Work request :: Pick out the lines below with "applications" and list them.

Source material ::
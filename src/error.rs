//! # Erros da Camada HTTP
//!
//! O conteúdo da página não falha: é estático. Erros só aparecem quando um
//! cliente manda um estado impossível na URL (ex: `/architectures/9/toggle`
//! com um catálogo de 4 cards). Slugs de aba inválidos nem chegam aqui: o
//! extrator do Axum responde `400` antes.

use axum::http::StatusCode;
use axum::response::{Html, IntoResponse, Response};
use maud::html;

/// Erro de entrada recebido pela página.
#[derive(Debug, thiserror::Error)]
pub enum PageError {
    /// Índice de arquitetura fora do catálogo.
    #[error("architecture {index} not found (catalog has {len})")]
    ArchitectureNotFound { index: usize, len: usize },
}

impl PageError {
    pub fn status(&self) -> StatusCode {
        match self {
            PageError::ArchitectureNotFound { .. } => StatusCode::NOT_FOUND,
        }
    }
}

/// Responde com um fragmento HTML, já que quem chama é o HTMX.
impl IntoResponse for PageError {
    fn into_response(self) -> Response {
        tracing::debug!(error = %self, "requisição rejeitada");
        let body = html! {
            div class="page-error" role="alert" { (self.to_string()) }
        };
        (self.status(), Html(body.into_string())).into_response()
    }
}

--

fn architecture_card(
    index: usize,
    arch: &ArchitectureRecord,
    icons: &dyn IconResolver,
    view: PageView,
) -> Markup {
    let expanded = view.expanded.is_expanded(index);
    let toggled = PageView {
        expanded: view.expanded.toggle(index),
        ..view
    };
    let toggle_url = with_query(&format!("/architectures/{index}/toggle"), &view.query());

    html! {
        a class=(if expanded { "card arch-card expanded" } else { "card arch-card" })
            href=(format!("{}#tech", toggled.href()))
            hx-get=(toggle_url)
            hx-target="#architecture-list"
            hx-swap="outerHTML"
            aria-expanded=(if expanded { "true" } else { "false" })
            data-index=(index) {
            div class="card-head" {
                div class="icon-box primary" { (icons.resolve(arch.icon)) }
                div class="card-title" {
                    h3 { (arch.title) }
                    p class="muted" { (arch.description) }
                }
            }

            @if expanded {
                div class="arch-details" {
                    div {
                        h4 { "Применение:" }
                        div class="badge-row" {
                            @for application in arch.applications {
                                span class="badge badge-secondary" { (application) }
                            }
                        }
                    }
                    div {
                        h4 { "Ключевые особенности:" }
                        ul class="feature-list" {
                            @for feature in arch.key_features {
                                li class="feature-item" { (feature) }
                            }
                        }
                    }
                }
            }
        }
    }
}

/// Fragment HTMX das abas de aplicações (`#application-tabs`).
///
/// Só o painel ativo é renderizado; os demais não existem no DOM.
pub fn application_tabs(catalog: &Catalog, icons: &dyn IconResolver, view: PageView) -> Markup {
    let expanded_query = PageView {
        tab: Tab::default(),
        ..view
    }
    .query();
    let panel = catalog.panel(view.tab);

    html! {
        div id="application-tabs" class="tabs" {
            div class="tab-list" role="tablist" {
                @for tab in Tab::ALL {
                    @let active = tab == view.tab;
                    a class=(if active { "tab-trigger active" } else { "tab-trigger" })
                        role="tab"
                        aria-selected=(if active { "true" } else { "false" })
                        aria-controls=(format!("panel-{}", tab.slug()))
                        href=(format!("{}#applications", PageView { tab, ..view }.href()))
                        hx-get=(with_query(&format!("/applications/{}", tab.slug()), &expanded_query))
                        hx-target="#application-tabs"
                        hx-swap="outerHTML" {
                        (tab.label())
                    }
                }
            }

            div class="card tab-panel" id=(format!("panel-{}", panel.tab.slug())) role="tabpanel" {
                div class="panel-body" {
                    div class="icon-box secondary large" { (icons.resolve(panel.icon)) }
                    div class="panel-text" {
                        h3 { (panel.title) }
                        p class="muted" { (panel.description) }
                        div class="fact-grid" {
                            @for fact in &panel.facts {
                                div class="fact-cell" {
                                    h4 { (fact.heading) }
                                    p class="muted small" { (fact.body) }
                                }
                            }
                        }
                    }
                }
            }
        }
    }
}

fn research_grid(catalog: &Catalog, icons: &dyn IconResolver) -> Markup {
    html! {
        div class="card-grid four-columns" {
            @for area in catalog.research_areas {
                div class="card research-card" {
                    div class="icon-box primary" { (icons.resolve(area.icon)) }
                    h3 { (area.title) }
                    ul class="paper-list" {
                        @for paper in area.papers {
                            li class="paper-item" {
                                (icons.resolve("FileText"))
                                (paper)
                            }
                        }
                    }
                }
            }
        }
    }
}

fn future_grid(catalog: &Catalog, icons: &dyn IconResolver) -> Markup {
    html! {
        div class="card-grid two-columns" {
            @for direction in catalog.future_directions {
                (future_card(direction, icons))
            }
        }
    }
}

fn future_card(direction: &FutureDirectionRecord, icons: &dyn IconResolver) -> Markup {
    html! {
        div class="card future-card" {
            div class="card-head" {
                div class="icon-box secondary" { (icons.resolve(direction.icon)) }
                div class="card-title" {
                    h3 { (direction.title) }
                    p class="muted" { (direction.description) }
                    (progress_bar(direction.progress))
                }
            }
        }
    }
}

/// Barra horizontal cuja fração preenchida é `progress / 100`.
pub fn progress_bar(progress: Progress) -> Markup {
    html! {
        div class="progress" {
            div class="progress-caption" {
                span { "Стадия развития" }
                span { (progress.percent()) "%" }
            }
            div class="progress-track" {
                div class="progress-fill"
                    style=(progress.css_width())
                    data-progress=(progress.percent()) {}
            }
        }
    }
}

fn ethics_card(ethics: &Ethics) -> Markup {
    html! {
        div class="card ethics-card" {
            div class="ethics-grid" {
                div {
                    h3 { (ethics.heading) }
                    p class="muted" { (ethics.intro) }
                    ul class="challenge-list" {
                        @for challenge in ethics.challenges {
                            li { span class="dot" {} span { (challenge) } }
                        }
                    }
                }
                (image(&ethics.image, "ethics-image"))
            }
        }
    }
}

==

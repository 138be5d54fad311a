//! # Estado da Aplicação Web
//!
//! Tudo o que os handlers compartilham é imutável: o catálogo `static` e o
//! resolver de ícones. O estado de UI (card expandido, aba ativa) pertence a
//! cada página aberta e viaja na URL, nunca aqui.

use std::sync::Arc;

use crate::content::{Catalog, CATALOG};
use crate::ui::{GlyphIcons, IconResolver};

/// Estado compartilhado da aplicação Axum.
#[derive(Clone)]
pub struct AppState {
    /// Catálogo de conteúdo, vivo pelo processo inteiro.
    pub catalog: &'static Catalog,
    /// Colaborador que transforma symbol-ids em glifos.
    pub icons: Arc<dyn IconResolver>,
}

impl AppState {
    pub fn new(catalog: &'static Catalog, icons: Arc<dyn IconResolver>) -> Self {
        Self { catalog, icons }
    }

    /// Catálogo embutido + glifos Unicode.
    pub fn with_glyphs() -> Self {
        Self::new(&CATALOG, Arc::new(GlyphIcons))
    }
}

Task answer ::
                            @for application in arch.applications {
                        href=(format!("{}#applications", PageView { tab, ..view }.href()))
                        hx-get=(with_query(&format!("/applications/{}", tab.slug()), &expanded_query))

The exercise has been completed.